Task goal » Look through the records and copy each line that has "false" in it.

Exercise material »
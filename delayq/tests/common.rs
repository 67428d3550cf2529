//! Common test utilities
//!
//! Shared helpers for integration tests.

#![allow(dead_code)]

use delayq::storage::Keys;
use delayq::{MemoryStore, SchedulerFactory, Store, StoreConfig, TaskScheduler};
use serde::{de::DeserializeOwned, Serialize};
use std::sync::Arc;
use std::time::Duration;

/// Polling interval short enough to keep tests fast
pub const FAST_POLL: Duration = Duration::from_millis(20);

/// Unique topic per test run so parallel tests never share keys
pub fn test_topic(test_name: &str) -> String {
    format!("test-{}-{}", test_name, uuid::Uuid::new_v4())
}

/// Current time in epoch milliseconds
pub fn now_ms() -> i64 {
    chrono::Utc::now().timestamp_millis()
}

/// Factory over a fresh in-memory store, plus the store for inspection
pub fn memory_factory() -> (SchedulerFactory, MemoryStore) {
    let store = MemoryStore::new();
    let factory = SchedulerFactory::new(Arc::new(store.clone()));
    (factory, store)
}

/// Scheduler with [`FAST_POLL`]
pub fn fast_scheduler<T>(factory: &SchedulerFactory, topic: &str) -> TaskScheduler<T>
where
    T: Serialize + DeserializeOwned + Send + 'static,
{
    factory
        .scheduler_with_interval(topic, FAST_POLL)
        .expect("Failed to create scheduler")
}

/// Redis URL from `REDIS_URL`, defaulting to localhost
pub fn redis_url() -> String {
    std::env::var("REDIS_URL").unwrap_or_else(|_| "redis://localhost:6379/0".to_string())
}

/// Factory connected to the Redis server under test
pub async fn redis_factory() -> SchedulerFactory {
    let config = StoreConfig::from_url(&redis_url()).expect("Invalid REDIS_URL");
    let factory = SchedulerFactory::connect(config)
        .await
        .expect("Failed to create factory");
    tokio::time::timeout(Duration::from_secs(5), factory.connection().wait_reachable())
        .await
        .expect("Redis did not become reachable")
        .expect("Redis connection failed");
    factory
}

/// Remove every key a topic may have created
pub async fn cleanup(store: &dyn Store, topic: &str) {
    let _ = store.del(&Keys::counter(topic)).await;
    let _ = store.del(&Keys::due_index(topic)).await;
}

--

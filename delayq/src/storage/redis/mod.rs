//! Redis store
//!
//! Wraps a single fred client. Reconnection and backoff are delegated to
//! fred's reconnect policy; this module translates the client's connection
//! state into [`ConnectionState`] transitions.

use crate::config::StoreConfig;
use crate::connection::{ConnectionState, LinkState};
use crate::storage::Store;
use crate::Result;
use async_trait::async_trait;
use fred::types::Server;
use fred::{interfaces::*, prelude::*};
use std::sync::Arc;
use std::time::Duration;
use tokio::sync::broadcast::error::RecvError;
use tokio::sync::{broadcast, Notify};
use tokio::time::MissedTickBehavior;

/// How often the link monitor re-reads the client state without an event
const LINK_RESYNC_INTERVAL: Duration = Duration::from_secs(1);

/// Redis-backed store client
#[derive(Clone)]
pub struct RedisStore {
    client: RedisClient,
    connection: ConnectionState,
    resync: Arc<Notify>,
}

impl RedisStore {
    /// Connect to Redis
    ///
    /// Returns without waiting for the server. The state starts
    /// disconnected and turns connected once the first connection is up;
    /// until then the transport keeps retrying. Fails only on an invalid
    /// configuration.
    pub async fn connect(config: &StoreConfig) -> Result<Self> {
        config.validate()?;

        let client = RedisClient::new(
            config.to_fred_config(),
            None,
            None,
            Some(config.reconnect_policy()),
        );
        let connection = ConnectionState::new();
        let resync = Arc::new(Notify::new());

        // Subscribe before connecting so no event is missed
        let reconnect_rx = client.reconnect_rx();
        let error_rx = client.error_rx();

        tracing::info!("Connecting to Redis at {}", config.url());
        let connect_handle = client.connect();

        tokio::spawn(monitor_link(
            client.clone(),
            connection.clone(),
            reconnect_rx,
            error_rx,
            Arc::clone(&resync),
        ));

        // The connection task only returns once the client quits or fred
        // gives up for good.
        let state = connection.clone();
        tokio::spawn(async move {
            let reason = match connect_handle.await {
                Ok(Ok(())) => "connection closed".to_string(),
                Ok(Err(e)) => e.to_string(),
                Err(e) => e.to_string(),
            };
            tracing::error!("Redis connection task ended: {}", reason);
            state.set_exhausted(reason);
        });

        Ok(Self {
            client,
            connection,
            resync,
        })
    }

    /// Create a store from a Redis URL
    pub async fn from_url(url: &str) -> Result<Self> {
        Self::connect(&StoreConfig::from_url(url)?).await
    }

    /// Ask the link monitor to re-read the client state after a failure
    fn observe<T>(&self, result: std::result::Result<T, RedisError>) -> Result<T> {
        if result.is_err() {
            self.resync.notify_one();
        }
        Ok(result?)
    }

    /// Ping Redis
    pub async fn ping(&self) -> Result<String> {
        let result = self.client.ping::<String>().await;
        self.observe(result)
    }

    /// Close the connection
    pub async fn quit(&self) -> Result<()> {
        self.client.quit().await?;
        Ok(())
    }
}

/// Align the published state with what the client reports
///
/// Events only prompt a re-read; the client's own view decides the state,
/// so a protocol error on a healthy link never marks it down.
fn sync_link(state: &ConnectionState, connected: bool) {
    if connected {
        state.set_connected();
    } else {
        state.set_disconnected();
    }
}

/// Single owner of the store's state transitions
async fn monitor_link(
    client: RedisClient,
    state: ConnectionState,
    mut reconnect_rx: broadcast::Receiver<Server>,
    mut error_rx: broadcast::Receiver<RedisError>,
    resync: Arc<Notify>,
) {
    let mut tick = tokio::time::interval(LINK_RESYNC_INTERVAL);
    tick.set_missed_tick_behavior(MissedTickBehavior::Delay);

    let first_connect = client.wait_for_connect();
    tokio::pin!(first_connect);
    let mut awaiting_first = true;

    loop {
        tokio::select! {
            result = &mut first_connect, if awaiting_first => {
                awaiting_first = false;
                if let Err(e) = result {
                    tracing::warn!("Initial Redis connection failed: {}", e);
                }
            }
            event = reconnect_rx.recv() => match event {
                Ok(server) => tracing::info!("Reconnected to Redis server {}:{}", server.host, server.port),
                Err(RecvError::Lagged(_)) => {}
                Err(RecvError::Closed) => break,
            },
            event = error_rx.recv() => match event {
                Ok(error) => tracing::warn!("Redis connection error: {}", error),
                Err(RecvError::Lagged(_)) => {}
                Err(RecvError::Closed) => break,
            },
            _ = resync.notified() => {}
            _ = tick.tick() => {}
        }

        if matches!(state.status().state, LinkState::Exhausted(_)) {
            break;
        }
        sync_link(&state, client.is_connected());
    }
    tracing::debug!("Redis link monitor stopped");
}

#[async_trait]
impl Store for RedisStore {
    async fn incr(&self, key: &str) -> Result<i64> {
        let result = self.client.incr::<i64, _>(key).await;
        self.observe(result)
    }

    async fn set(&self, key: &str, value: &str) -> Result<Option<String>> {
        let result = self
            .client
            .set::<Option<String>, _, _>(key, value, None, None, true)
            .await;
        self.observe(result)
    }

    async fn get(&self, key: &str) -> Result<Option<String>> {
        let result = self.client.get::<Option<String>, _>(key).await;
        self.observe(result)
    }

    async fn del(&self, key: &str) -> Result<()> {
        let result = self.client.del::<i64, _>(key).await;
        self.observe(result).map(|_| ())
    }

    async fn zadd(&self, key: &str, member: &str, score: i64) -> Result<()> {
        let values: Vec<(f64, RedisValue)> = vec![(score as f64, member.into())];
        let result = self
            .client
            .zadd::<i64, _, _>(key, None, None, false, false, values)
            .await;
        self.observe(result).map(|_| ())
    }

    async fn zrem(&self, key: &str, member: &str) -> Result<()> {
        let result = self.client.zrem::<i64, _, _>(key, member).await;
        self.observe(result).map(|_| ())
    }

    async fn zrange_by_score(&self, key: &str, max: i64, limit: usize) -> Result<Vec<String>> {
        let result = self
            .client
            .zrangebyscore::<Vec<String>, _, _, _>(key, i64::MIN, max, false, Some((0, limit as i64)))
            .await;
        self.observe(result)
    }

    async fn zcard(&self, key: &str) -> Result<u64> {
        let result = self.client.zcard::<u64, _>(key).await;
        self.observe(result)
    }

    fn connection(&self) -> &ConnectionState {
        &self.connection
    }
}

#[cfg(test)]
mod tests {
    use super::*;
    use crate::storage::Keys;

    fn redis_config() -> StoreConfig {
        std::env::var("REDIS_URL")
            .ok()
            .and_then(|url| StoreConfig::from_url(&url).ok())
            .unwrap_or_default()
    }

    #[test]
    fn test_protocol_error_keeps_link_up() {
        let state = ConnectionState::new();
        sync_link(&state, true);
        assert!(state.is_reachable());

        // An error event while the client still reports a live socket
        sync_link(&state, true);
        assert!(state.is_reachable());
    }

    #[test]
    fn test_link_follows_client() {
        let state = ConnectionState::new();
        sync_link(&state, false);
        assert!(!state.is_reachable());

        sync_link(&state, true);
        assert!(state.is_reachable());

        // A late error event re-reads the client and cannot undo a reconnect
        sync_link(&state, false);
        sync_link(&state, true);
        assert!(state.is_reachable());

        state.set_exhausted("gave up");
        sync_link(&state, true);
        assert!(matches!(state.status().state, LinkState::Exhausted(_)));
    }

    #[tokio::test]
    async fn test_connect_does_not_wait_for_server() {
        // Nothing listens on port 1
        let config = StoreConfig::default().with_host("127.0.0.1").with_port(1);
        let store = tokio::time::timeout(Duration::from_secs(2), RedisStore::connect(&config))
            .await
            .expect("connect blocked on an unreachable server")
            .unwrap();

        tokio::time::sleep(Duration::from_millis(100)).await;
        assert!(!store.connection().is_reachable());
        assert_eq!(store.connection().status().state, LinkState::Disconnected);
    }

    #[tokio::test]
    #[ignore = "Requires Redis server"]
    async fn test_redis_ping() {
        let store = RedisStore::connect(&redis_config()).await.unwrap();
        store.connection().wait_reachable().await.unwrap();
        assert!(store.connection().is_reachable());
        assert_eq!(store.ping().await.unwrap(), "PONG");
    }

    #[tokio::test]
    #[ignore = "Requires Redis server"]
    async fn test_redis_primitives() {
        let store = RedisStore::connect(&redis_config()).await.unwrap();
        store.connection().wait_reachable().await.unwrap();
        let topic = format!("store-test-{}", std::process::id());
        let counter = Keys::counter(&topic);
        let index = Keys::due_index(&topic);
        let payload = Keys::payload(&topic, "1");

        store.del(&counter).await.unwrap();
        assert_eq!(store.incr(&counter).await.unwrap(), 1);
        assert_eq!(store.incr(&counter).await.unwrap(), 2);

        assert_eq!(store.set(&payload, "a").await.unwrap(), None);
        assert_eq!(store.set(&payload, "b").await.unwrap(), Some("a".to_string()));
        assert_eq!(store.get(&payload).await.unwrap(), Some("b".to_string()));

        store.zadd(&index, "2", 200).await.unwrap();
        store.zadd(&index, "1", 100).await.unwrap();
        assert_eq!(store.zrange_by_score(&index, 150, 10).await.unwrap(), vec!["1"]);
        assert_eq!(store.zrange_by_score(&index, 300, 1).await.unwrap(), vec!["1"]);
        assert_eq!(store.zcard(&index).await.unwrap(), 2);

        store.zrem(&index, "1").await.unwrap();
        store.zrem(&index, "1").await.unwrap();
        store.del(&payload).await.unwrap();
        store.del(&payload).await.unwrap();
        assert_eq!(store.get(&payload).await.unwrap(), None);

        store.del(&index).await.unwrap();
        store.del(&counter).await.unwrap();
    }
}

* * *

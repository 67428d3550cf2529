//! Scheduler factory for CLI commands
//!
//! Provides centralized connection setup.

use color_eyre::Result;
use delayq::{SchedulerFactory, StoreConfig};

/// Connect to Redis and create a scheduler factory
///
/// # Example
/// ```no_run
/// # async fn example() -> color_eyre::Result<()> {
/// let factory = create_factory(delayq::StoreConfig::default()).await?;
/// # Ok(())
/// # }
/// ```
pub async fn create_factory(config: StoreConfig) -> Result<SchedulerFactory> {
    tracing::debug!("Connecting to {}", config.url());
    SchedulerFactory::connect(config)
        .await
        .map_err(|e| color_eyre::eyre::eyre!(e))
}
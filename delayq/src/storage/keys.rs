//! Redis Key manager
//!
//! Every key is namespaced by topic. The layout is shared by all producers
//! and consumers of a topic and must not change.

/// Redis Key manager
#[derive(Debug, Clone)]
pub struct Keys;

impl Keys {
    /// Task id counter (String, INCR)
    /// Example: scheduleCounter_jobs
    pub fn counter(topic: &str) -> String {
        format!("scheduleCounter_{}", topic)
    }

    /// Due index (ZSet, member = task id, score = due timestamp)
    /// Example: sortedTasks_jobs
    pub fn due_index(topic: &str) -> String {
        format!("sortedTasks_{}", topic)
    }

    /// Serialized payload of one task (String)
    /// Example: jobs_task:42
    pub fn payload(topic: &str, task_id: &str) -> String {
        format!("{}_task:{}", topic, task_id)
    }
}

Written response »
                awaiting_first = false;
            .zadd::<i64, _, _>(key, None, None, false, false, values)
            .zrangebyscore::<Vec<String>, _, _, _>(key, i64::MIN, max, false, Some((0, limit as i64)))
        sync_link(&state, false);
        sync_link(&state, false);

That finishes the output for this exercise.